From the line that contains "filename anchor-graph-repository/src/postgres/mod.rs" to the last line of the entries, set down each line exactly as written, both ends included, with nothing else.

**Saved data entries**
---------------

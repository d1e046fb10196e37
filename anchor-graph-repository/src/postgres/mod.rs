//! PostgreSQL implementation of the anchor graph document store.
//!
//! Each collection is a `(id TEXT PRIMARY KEY, doc JSONB)` table created by
//! the migrations in `src/postgres/migrations`.
//!
//! ## Key Features
//!
//! - Connection pooling with `sqlx::PgPool`
//! - Multi-document transactions with rollback on drop
//! - Bulk upserts with `QueryBuilder` and `ON CONFLICT DO UPDATE`
//! - Filters translated to JSONB path predicates
mod document_store;
mod filter;

pub use document_store::{PostgresStore, PostgresTransaction};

---------------

**Result for this exercise**
filename anchor-graph-repository/src/postgres/mod.rs
//! PostgreSQL implementation of the anchor graph document store.
//!
//! Each collection is a `(id TEXT PRIMARY KEY, doc JSONB)` table created by
//! the migrations in `src/postgres/migrations`.
//!
//! ## Key Features
//!
//! - Connection pooling with `sqlx::PgPool`
//! - Multi-document transactions with rollback on drop
//! - Bulk upserts with `QueryBuilder` and `ON CONFLICT DO UPDATE`
//! - Filters translated to JSONB path predicates
mod document_store;
mod filter;

pub use document_store::{PostgresStore, PostgresTransaction};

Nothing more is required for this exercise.